A novel correlation for predicting the thermal conductivity of heterogeneous nanofiller polymer composites under effects of thermal contact resistance

Abstract

Heterogeneous nanofillers have been regarded as a promising candidate for enhancing the thermal conductivity (TC) of pure polymers. In this study, the effective thermal conductivity (ETC) of polymer composites containing heterogeneous nanofiller is investigated by numerical approach.
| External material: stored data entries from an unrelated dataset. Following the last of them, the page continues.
//! Error types for codecountlib

use std::fmt;
use std::path::{Path, PathBuf};

use serde::{Deserialize, Serialize, Serializer};
use thiserror::Error;

/// Errors that abort a counting run.
///
/// Problems with individual files or directories are not errors: they are
/// recorded as [`Diagnostic`](crate::Diagnostic)s and the run continues.
#[derive(Error, Debug)]
pub enum CodecountError {
    /// Failed to read the language configuration file
    #[error("failed to read language configuration '{path}': {source}")]
    ConfigRead {
        path: PathBuf,
        source: std::io::Error,
    },

    /// Language configuration is not valid JSON or has the wrong shape
    #[error("failed to parse language configuration: {0}")]
    ConfigParse(#[from] serde_json::Error),

    /// Invalid glob pattern
    #[error("invalid glob pattern '{pattern}': {message}")]
    InvalidGlob { pattern: String, message: String },

    /// Path does not exist
    #[error("path does not exist: {0}")]
    PathNotFound(PathBuf),
}

/// Which stage of a run produced a [`Diagnostic`].
#[derive(Debug, Clone, Copy, PartialEq, Eq, Serialize, Deserialize)]
#[serde(rename_all = "snake_case")]
pub enum DiagnosticKind {
    /// A directory or entry could not be read while walking the tree
    Discovery,
    /// A file could not be opened or failed part way through reading
    FileRead,
}

/// A non-fatal problem recorded during a run.
///
/// The run keeps going: an unreadable directory contributes no files and an
/// unreadable file contributes whatever was counted before the failure.
#[derive(Debug, Clone, PartialEq, Eq, Serialize, Deserialize)]
pub struct Diagnostic {
    pub kind: DiagnosticKind,
    /// Path the problem is about (may be empty when the walker cannot tell)
    #[serde(serialize_with = "serialize_path_lossy")]
    pub path: PathBuf,
    pub message: String,
}

impl Diagnostic {
    pub fn discovery(path: impl Into<PathBuf>, message: impl fmt::Display) -> Self {
        Self {
            kind: DiagnosticKind::Discovery,
            path: path.into(),
            message: message.to_string(),
        }
    }

    pub fn file_read(path: impl Into<PathBuf>, message: impl fmt::Display) -> Self {
        Self {
            kind: DiagnosticKind::FileRead,
            path: path.into(),
            message: message.to_string(),
        }
    }
}

/// Serialize a path as a string, replacing invalid UTF-8.
///
/// File names on unix are arbitrary bytes; a report must not fail on them.
pub(crate) fn serialize_path_lossy<S: Serializer>(
    path: &Path,
    serializer: S,
) -> Result<S::Ok, S::Error> {
    serializer.serialize_str(&path.to_string_lossy())
}

impl fmt::Display for Diagnostic {
    fn fmt(&self, f: &mut fmt::Formatter<'_>) -> fmt::Result {
        let stage = match self.kind {
            DiagnosticKind::Discovery => "error when searching for files",
            DiagnosticKind::FileRead => "error when counting lines",
        };
        write!(f, "{} in '{}': {}", stage, self.path.display(), self.message)
    }
}
//! Options controlling which report views are built and how files are labeled.

use serde::{Deserialize, Serialize};
use std::str::FromStr;

/// Which report views to produce.
///
/// By default only the per-category summary is shown; the per-file view is
/// opt-in because it grows with the size of the tree.
#[derive(Debug, Clone, Copy, PartialEq, Eq, Serialize, Deserialize)]
pub struct Views {
    /// Per-file table
    pub files: bool,
    /// Per-category summary table
    pub summary: bool,
}

impl Default for Views {
    fn default() -> Self {
        Self {
            files: false,
            summary: true,
        }
    }
}

impl Views {
    /// No views at all; only the grand total is reported.
    pub fn none() -> Self {
        Self {
            files: false,
            summary: false,
        }
    }

    /// Both views.
    pub fn everything() -> Self {
        Self {
            files: true,
            summary: true,
        }
    }

    /// Builder: set the per-file view
    pub fn with_files(mut self, enabled: bool) -> Self {
        self.files = enabled;
        self
    }

    /// Builder: set the summary view
    pub fn with_summary(mut self, enabled: bool) -> Self {
        self.summary = enabled;
        self
    }
}

/// How a file is named in the per-file view.
#[derive(Debug, Clone, Copy, PartialEq, Eq, Default, Serialize, Deserialize)]
pub enum FileLabel {
    /// Path relative to the scanned folder
    #[default]
    Relative,
    /// File name only
    Short,
}

impl FileLabel {
    pub fn from_short(short: bool) -> Self {
        if short {
            FileLabel::Short
        } else {
            FileLabel::Relative
        }
    }
}

impl FromStr for FileLabel {
    type Err = String;

    fn from_str(s: &str) -> Result<Self, Self::Err> {
        match s.to_lowercase().as_str() {
            "relative" | "path" => Ok(FileLabel::Relative),
            "short" | "name" => Ok(FileLabel::Short),
            _ => Err(format!("Unknown file label: {}", s)),
        }
    }
}
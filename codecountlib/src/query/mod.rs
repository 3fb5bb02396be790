//! Query processing: label, sort and summarize counted data.
//!
//! This module handles the third stage of the pipeline - transforming a raw
//! `CountResult` into the two report views. It provides:
//!
//! - **Options**: which views to build and how files are labeled
//! - **QuerySets**: the per-file and per-category views, already sorted
//!
//! ## Example
//!
//! ```rust,ignore
//! use codecountlib::query::{CategoryQuerySet, FileLabel, FileQuerySet};
//!
//! let files = FileQuerySet::from_result(&result, FileLabel::Short);
//! let summary = CategoryQuerySet::from_result(&result);
//! ```

pub mod options;
pub mod queryset;

pub use options::{FileLabel, Views};
pub use queryset::{percentage, CategoryItem, CategoryQuerySet, FileItem, FileQuerySet};
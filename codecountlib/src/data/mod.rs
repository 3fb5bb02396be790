//! Data collection: count files and collect statistics.
//!
//! This module handles the second stage of the pipeline - reading the
//! discovered files and aggregating their line counts. It provides:
//!
//! - **Line counting**: the comment-prefix heuristic (`count_significant_lines`)
//! - **Statistics**: `FileRecord`, `CategoryTotal`, `CountResult`
//! - **Counting**: high-level API (`count_directory`, `count_file`)
//!
//! ## Example
//!
//! ```rust,ignore
//! use codecountlib::data::count_directory;
//!
//! let result = count_directory(".", &index, &filter)?;
//! println!("Total lines of code: {}", result.total);
//! ```

pub mod counter;
pub mod lines;
pub mod stats;

pub use counter::{count_directory, count_file};
pub use lines::{
    count_lines_in_str, count_reader, count_significant_lines, is_significant_line, LineCount,
    COMMENT_MARKERS,
};
pub use stats::{CategoryTotal, CountResult, FileRecord};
Many effects of effective parameters are examined, which are the TC ratios between the nanofillers and the matrix (κ1 and κ2), the volume fractions (ϕ1 and ϕ2), and the thermal contact resistance (Rc1 ∗ and Rc2 ∗). Consequently, the ETC depends significantly on a ratio Rc1 ∗/Rc2 ∗ and becomes asymmetrical when their sum Rc1 ∗ + Rc2 ∗ is large, suggesting that to gain higher ETC, Rc1 ∗ should be less than Rc2 ∗ when ϕ1 is greater than ϕ2 and vice versa. Based on the numerical results, a novel correlation for predicting the ETC is proposed as a function of five non-dimensional parameters: ϕ1, ϕ2, κ1, κ2, and Rc ∗. This correlation can be widely utilized for predicting the TC of heterogeneous-nanofiller polymer composites accurately and effectively.